Problem statement: When you reach the line in the data below that contains "waiting on its id.", please start repeating lines exactly, and stop after the line that contains "let id = self.next_id.fetch_add(1, Ordering::Relaxed);", repeating nothing else.

Data shown:
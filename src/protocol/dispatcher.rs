//! Delivers decoded messages by correlation id.
//!
//! Responses go to the caller waiting on that id; requests go to the handler
//! registered for their packet type. Both tables are shared by every
//! connection of a messaging service.

use std::collections::HashMap;
use std::net::SocketAddr;
use std::sync::atomic::{AtomicI32, Ordering};
use std::sync::{Arc, Mutex, RwLock};
use std::time::{Duration, Instant};

use tokio::sync::oneshot;
use tracing::{debug, trace};

use crate::core::packet::{Packet, PacketType};
use crate::error::{constants, ProtocolError, Result};
use crate::utils::time::{current_millis, is_expired};

/// A decoded message as it comes off a connection.
#[derive(Debug, Clone)]
pub struct InboundMessage {
    pub packet: Packet,
    pub id: i32,
    /// Sender timestamp in milliseconds, or the local receive time when
    /// cross-node timeouts are off.
    pub timestamp: i64,
    pub from: SocketAddr,
    pub version: i32,
}

type HandlerFn = dyn Fn(InboundMessage) + Send + Sync + 'static;

/// What happened to a dispatched message.
#[derive(Debug, Clone, Copy, PartialEq, Eq)]
pub enum DispatchOutcome {
    /// Handed to the caller waiting on its id.
    Delivered,
    /// Handed to a request handler.
    Handled,
    /// A response nobody waits for any more.
    Expired,
    /// A request older than the request timeout.
    Stale,
    /// A request type with no handler.
    Unhandled,
}

struct PendingCallback {
    tx: oneshot::Sender<Result<Packet>>,
    expires_at: Instant,
    to: SocketAddr,
}

/// Correlation-id dispatcher.
pub struct Dispatcher {
    next_id: AtomicI32,
    callbacks: Mutex<HashMap<i32, PendingCallback>>,
    handlers: RwLock<HashMap<PacketType, Arc<HandlerFn>>>,
    request_timeout: Option<Duration>,
}

impl Default for Dispatcher {
    fn default() -> Self {
        Self::new()
    }
}

impl Dispatcher {
    pub fn new() -> Self {
        Self {
            next_id: AtomicI32::new(1),
            callbacks: Mutex::new(HashMap::new()),
            handlers: RwLock::new(HashMap::new()),
            request_timeout: None,
        }
    }

    /// Drop requests whose timestamp is older than `timeout` instead of
    /// handing them to their handler.
    pub fn with_request_timeout(mut self, timeout: Option<Duration>) -> Self {
        self.request_timeout = timeout;
        self
    }

    pub fn register_handler<F>(&self, packet_type: PacketType, handler: F) -> Result<()>
    where
        F: Fn(InboundMessage) + Send + Sync + 'static,
    {
        let mut handlers = self
            .handlers
            .write()
            .map_err(|_| ProtocolError::Custom(constants::ERR_DISPATCHER_WRITE_LOCK.into()))?;
        handlers.insert(packet_type, Arc::new(handler));
        Ok(())
    }

    fn next_id(&self) -> i32 {
        // ids wrap; zero is never handed out
        loop {
            let id = self.next_id.fetch_add(1, Ordering::Relaxed);
            if id != 0 {
                return id;
            }
        }
    }

    /// Allocate an id for a request to `to` and start waiting for its ack.
    pub fn register_callback(self: &Arc<Self>, to: SocketAddr, timeout: Duration) -> ResponseHandle {
        let (tx, rx) = oneshot::channel();
        let id = self.next_id();
        let callback = PendingCallback {
            tx,
            expires_at: Instant::now() + timeout,
            to,
        };
        match self.callbacks.lock() {
            Ok(mut callbacks) => callbacks.insert(id, callback),
            Err(poisoned) => poisoned.into_inner().insert(id, callback),
        };
        trace!(id, %to, "Registered callback");
        ResponseHandle {
            id,
            to,
            timeout,
            rx,
            dispatcher: Arc::clone(self),
        }
    }

    /// Whether a caller still waits for `id`.
    pub fn is_expecting(&self, id: i32) -> bool {
        match self.callbacks.lock() {
            Ok(callbacks) => callbacks.contains_key(&id),
            Err(poisoned) => poisoned.into_inner().contains_key(&id),
        }
    }

    pub fn pending(&self) -> usize {
        match self.callbacks.lock() {
            Ok(callbacks) => callbacks.len(),
            Err(poisoned) => poisoned.into_inner().len(),
        }
    }

    fn take_callback(&self, id: i32) -> Option<PendingCallback> {
        match self.callbacks.lock() {
            Ok(mut callbacks) => callbacks.remove(&id),
            Err(poisoned) => poisoned.into_inner().remove(&id),
        }
    }

    /// Deliver one message.
    pub fn dispatch(&self, message: InboundMessage) -> Result<DispatchOutcome> {
        let packet_type = message.packet.packet_type();

        if packet_type.is_response() {
            let Some(callback) = self.take_callback(message.id) else {
                trace!(id = message.id, %packet_type, "Dropping response for expired callback");
                return Ok(DispatchOutcome::Expired);
            };
            if callback.to != message.from {
                trace!(id = message.id, expected = %callback.to, from = %message.from, "Response from a different endpoint");
            }
            let result = match message.packet {
                Packet::Error(err) => Err(ProtocolError::Remote {
                    code: err.code,
                    message: err.message,
                }),
                packet => Ok(packet),
            };
            // the waiter may have given up between lookup and send
            let _ = callback.tx.send(result);
            return Ok(DispatchOutcome::Delivered);
        }

        if let Some(timeout) = self.request_timeout {
            if is_expired(message.timestamp, current_millis(), timeout.as_millis() as i64) {
                debug!(id = message.id, %packet_type, from = %message.from, "Dropping stale request");
                return Ok(DispatchOutcome::Stale);
            }
        }

        let handler = {
            let handlers = self
                .handlers
                .read()
                .map_err(|_| ProtocolError::Custom(constants::ERR_DISPATCHER_READ_LOCK.into()))?;
            handlers.get(&packet_type).cloned()
        };
        match handler {
            Some(handler) => {
                handler(message);
                Ok(DispatchOutcome::Handled)
            }
            None => {
                debug!(id = message.id, %packet_type, "No handler registered, dropping request");
                Ok(DispatchOutcome::Unhandled)
            }
        }
    }

    /// Fail every callback whose deadline has passed. Returns how many.
    pub fn expire_callbacks(&self, now: Instant) -> usize {
        let expired: Vec<(i32, PendingCallback)> = {
            let mut callbacks = match self.callbacks.lock() {
                Ok(guard) => guard,
                Err(poisoned) => poisoned.into_inner(),
            };
            let ids: Vec<i32> = callbacks
                .iter()
                .filter(|(_, cb)| cb.expires_at <= now)
                .map(|(id, _)| *id)
                .collect();
            ids.into_iter()
                .filter_map(|id| callbacks.remove(&id).map(|cb| (id, cb)))
                .collect()
        };
        let count = expired.len();
        for (id, callback) in expired {
            trace!(id, to = %callback.to, "Callback expired");
            let _ = callback.tx.send(Err(ProtocolError::Timeout));
        }
        count
    }

    /// Drop every pending callback; their waiters see `ConnectionClosed`.
    pub fn clear_callbacks(&self) {
        match self.callbacks.lock() {
            Ok(mut callbacks) => callbacks.clear(),
            Err(poisoned) => poisoned.into_inner().clear(),
        }
    }
}

/// A caller's side of a registered callback.
///
/// Dropping the handle, or letting [`wait`](Self::wait) time out, removes the
/// callback so a late response is treated as expired.
pub struct ResponseHandle {
    id: i32,
    to: SocketAddr,
    timeout: Duration,
    rx: oneshot::Receiver<Result<Packet>>,
    dispatcher: Arc<Dispatcher>,
}

impl ResponseHandle {
    pub fn id(&self) -> i32 {
        self.id
    }

    pub fn to(&self) -> SocketAddr {
        self.to
    }

    /// Wait for the ack. An `Error` packet resolves to `ProtocolError::Remote`.
    pub async fn wait(mut self) -> Result<Packet> {
        match tokio::time::timeout(self.timeout, &mut self.rx).await {
            Ok(Ok(result)) => result,
            Ok(Err(_)) => Err(ProtocolError::ConnectionClosed),
            Err(_) => Err(ProtocolError::Timeout),
        }
    }
}

impl Drop for ResponseHandle {
    fn drop(&mut self) {
        self.dispatcher.take_callback(self.id);
    }
}

impl std::fmt::Debug for ResponseHandle {
    fn fmt(&self, f: &mut std::fmt::Formatter<'_>) -> std::fmt::Result {
        f.debug_struct("ResponseHandle")
            .field("id", &self.id)
            .field("to", &self.to)
            .finish()
    }
}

Solution to the exercise:
    /// Handed to the caller waiting on its id.
    Delivered,
    /// Handed to a request handler.
    Handled,
    /// A response nobody waits for any more.
    Expired,
    /// A request older than the request timeout.
    Stale,
    /// A request type with no handler.
    Unhandled,
}

struct PendingCallback {
    tx: oneshot::Sender<Result<Packet>>,
    expires_at: Instant,
    to: SocketAddr,
}

/// Correlation-id dispatcher.
pub struct Dispatcher {
    next_id: AtomicI32,
    callbacks: Mutex<HashMap<i32, PendingCallback>>,
    handlers: RwLock<HashMap<PacketType, Arc<HandlerFn>>>,
    request_timeout: Option<Duration>,
}

impl Default for Dispatcher {
    fn default() -> Self {
        Self::new()
    }
}

impl Dispatcher {
    pub fn new() -> Self {
        Self {
            next_id: AtomicI32::new(1),
            callbacks: Mutex::new(HashMap::new()),
            handlers: RwLock::new(HashMap::new()),
            request_timeout: None,
        }
    }

    /// Drop requests whose timestamp is older than `timeout` instead of
    /// handing them to their handler.
    pub fn with_request_timeout(mut self, timeout: Option<Duration>) -> Self {
        self.request_timeout = timeout;
        self
    }

    pub fn register_handler<F>(&self, packet_type: PacketType, handler: F) -> Result<()>
    where
        F: Fn(InboundMessage) + Send + Sync + 'static,
    {
        let mut handlers = self
            .handlers
            .write()
            .map_err(|_| ProtocolError::Custom(constants::ERR_DISPATCHER_WRITE_LOCK.into()))?;
        handlers.insert(packet_type, Arc::new(handler));
        Ok(())
    }

    fn next_id(&self) -> i32 {
        // ids wrap; zero is never handed out
        loop {
            let id = self.next_id.fetch_add(1, Ordering::Relaxed);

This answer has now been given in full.